Stupisce, quindi, (anche se ultimamente non troppo, e scopriremo perché) che Israele, tramite le parole dell’ex capo dell’intelligence militare, generale Tamir Hayman, abbia ammesso il coinvolgimento nell’omicidio di Qasem Soleimani. Il generale iraniano, vertice dei Pasdaran iraniani e a capo delle operazioni all’estero dei Guardiani della rivoluzione, venne ucciso nel gennaio del 2020 in un attacco con un drone condotto dagli Stati Uniti all’aeroporto di Baghdad. In una intervista alla rivista Malam pubblicata dall’Israel Intelligence Heritage and Commemoration Center, Hayman ha affermato che l’eliminazione di Soleimani “fu un successo perché ai nostri occhi il nemico principale è l’Iran”. “È raro che un uomo di grado talmente elevato sia al tempo stesso l’organizzatore della forza combattente, uno stratega e anche colui il quale impartisce ordini”, ha spiegato il generale, il quale ha aggiunto che “Soleimani rappresentava un forte potenziale di danno per la stabilità della regione, era la locomotiva del treno dell’espansione iraniana”. Il generale, che ha terminato il suo incarico a ottobre, ha poi confermato che esistono “due omicidi significativi e importanti” avvenuti durante il suo mandato.
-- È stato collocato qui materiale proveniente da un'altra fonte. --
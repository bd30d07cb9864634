/// A packet-socket address, identified by interface name only. Carried as a
/// value type; system-level packet socket plumbing is outside this crate.
#[derive(Debug, Clone, PartialEq, Eq, PartialOrd, Ord, Hash)]
pub struct PacketAddress {
    interface: String,
}

impl PacketAddress {
    pub fn new(interface: &str) -> Self {
        PacketAddress {
            interface: interface.to_string(),
        }
    }

    pub fn is_valid(&self) -> bool {
        !self.interface.is_empty() && self.interface.len() < libc::IFNAMSIZ
    }

    pub fn interface(&self) -> &str {
        &self.interface
    }
}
Uno è appunto quello di Soleimani, l’altro, citato in precedenza, quello di Abu al-Ata.

Per Israele si tratta di un’ammissione che non è solo la confessione di un ex vertice dell’intelligence militare. Da tempo lo Stato ebraico ha scelto una strada diversa anche nel modo di comunicare: per certi versi anche più sfacciata. Da un lato si inviano segnali molto diretti all’avversario regionale, l’Iran, in un momento di tensione per i pochi risultati sul negoziato per il programma nucleare. Dall’altro lato, il messaggio è rivolto a tutti coloro che sono considerati nemici dagli apparati israeliani: non è solo un avvertimento rivolto a Teheran, ma, come dimostrato anche dalla conferma dell’assassinio di uno dei leader della Jihad islamica, anche per tutti coloro che costruiscono una strategia contro Israele. L’omicidio mirato diventa quindi un’arma al pari di un raid: un metodo pubblico, non per questo ritenuto migliore, ma sicuramente accettabile. Ed è un importante punto di svolta anche per i rapporti di vicinato e con vecchi e nuovi alleati: l’intelligence sa come, dove e chi colpire. Anche più degli Stati Uniti.